GIVEN RECORDS: Begin

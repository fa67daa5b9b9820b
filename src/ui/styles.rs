use iced::widget::text;
use iced::Theme;

pub fn subtle(theme: &Theme) -> text::Style {
    text::Style {
        color: Some(theme.extended_palette().background.strong.color),
    }
}
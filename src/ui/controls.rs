use iced::widget::{button, row, text};
use iced::{Center, Element, Fill};

use crate::i18n::{translate, translate_tasks_remaining, Language};
use crate::state::Filter;

/// The heading row: the localized "N remaining" phrase for the currently
/// visible tasks, one button per filter, and the language toggle.
pub fn view_controls<'a>(
    visible_tasks: usize,
    current_filter: Filter,
    language: Language,
) -> Element<'a, crate::app::Message> {
    let filter_button = |key, filter, current_filter| {
        let label = text(translate(key, language));

        let button = button(label).style(if filter == current_filter {
            button::primary
        } else {
            button::text
        });

        button
            .on_press(crate::app::Message::FilterChanged(filter))
            .padding(iced::Padding {
                top: 5.0,
                left: 16.0,
                bottom: 5.0,
                right: 16.0,
            })
    };

    row![
        text(translate_tasks_remaining(visible_tasks, language)).width(Fill),
        row![
            filter_button("filter-all", Filter::All, current_filter),
            filter_button("filter-active", Filter::Active, current_filter),
            filter_button("filter-completed", Filter::Completed, current_filter),
            button(text(translate("language-toggle", language)).size(12))
                .on_press(crate::app::Message::LanguageChanged(language.toggled()))
                .padding(iced::Padding {
                    top: 5.0,
                    left: 8.0,
                    bottom: 5.0,
                    right: 8.0,
                })
                .style(button::text),
        ]
        .spacing(10)
        .align_y(Center)
    ]
    .spacing(20)
    .align_y(Center)
    .into()
}
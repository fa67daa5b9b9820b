pub mod action;
pub mod filter;

use uuid::Uuid;

use crate::i18n::Language;
use crate::task::Task;
pub use action::Action;
pub use filter::Filter;

/// The authoritative application state: the ordered task list plus the two
/// view selectors. `apply` never mutates; it builds the next snapshot and
/// leaves the previous one untouched.
#[derive(Debug, Clone, Default, PartialEq)]
pub struct State {
    pub tasks: Vec<Task>,
    pub filter: Filter,
    pub language: Language,
}

impl State {
    pub fn new(tasks: Vec<Task>) -> Self {
        State {
            tasks,
            ..State::default()
        }
    }

    /// The single update function. Absent ids are silently ignored; the list
    /// order only ever changes by appending or removing.
    pub fn apply(&self, action: Action) -> State {
        match action {
            Action::AddTask(name) => self.add_task(name),
            Action::ToggleTask(id) => self.toggle_task(id),
            Action::EditTask(id, name) => self.edit_task(id, name),
            Action::DeleteTask(id) => self.delete_task(id),
            Action::SetFilter(filter) => State {
                filter,
                ..self.clone()
            },
            Action::SetLanguage(language) => State {
                language,
                ..self.clone()
            },
        }
    }

    // Rejects names that trim to nothing, but stores accepted names verbatim.
    fn add_task(&self, name: String) -> State {
        if name.trim().is_empty() {
            return self.clone();
        }

        let mut tasks = self.tasks.clone();
        tasks.push(Task::new(name));

        State {
            tasks,
            ..self.clone()
        }
    }

    fn toggle_task(&self, id: Uuid) -> State {
        self.map_task(id, |task| {
            let completed = !task.completed();
            task.with_completed(completed)
        })
    }

    // Renaming is permissive: the new name is stored untrimmed and may be
    // empty.
    fn edit_task(&self, id: Uuid, name: String) -> State {
        self.map_task(id, move |task| task.with_name(name.clone()))
    }

    fn delete_task(&self, id: Uuid) -> State {
        let tasks = self
            .tasks
            .iter()
            .filter(|task| task.id() != id)
            .cloned()
            .collect();

        State {
            tasks,
            ..self.clone()
        }
    }

    fn map_task(&self, id: Uuid, f: impl Fn(Task) -> Task) -> State {
        let tasks = self
            .tasks
            .iter()
            .map(|task| {
                if task.id() == id {
                    f(task.clone())
                } else {
                    task.clone()
                }
            })
            .collect();

        State {
            tasks,
            ..self.clone()
        }
    }
}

GIVEN RECORDS: End

AIM OF THE EXERCISE: Set down the entries verbatim, leaving none out.

SOLUTION FOR THIS TASK:
repository fa67daa5b9b9820b
filename src/ui/styles.rs
use iced::widget::text;
use iced::Theme;

pub fn subtle(theme: &Theme) -> text::Style {
    text::Style {
        color: Some(theme.extended_palette().background.strong.color),
    }
}
filename src/ui/controls.rs
use iced::widget::{button, row, text};
use iced::{Center, Element, Fill};

use crate::i18n::{translate, translate_tasks_remaining, Language};
use crate::state::Filter;

/// The heading row: the localized "N remaining" phrase for the currently
/// visible tasks, one button per filter, and the language toggle.
pub fn view_controls<'a>(
    visible_tasks: usize,
    current_filter: Filter,
    language: Language,
) -> Element<'a, crate::app::Message> {
    let filter_button = |key, filter, current_filter| {
        let label = text(translate(key, language));

        let button = button(label).style(if filter == current_filter {
            button::primary
        } else {
            button::text
        });

        button
            .on_press(crate::app::Message::FilterChanged(filter))
            .padding(iced::Padding {
                top: 5.0,
                left: 16.0,
                bottom: 5.0,
                right: 16.0,
            })
    };

    row![
        text(translate_tasks_remaining(visible_tasks, language)).width(Fill),
        row![
            filter_button("filter-all", Filter::All, current_filter),
            filter_button("filter-active", Filter::Active, current_filter),
            filter_button("filter-completed", Filter::Completed, current_filter),
            button(text(translate("language-toggle", language)).size(12))
                .on_press(crate::app::Message::LanguageChanged(language.toggled()))
                .padding(iced::Padding {
                    top: 5.0,
                    left: 8.0,
                    bottom: 5.0,
                    right: 8.0,
                })
                .style(button::text),
        ]
        .spacing(10)
        .align_y(Center)
    ]
    .spacing(20)
    .align_y(Center)
    .into()
}
repository fa67daa5b9b9820b
pub mod action;
pub mod filter;

use uuid::Uuid;

use crate::i18n::Language;
use crate::task::Task;
pub use action::Action;
pub use filter::Filter;

/// The authoritative application state: the ordered task list plus the two
/// view selectors. `apply` never mutates; it builds the next snapshot and
/// leaves the previous one untouched.
#[derive(Debug, Clone, Default, PartialEq)]
pub struct State {
    pub tasks: Vec<Task>,
    pub filter: Filter,
    pub language: Language,
}

impl State {
    pub fn new(tasks: Vec<Task>) -> Self {
        State {
            tasks,
            ..State::default()
        }
    }

    /// The single update function. Absent ids are silently ignored; the list
    /// order only ever changes by appending or removing.
    pub fn apply(&self, action: Action) -> State {
        match action {
            Action::AddTask(name) => self.add_task(name),
            Action::ToggleTask(id) => self.toggle_task(id),
            Action::EditTask(id, name) => self.edit_task(id, name),
            Action::DeleteTask(id) => self.delete_task(id),
            Action::SetFilter(filter) => State {
                filter,
                ..self.clone()
            },
            Action::SetLanguage(language) => State {
                language,
                ..self.clone()
            },
        }
    }

    // Rejects names that trim to nothing, but stores accepted names verbatim.
    fn add_task(&self, name: String) -> State {
        if name.trim().is_empty() {
            return self.clone();
        }

        let mut tasks = self.tasks.clone();
        tasks.push(Task::new(name));

        State {
            tasks,
            ..self.clone()
        }
    }

    fn toggle_task(&self, id: Uuid) -> State {
        self.map_task(id, |task| {
            let completed = !task.completed();
            task.with_completed(completed)
        })
    }

    // Renaming is permissive: the new name is stored untrimmed and may be
    // empty.
    fn edit_task(&self, id: Uuid, name: String) -> State {
        self.map_task(id, move |task| task.with_name(name.clone()))
    }

    fn delete_task(&self, id: Uuid) -> State {
        let tasks = self
            .tasks
            .iter()
            .filter(|task| task.id() != id)
            .cloned()
            .collect();

        State {
            tasks,
            ..self.clone()
        }
    }

    fn map_task(&self, id: Uuid, f: impl Fn(Task) -> Task) -> State {
        let tasks = self
            .tasks
            .iter()
            .map(|task| {
                if task.id() == id {
                    f(task.clone())
                } else {
                    task.clone()
                }
            })
            .collect();

        State {
            tasks,
            ..self.clone()
        }
    }
}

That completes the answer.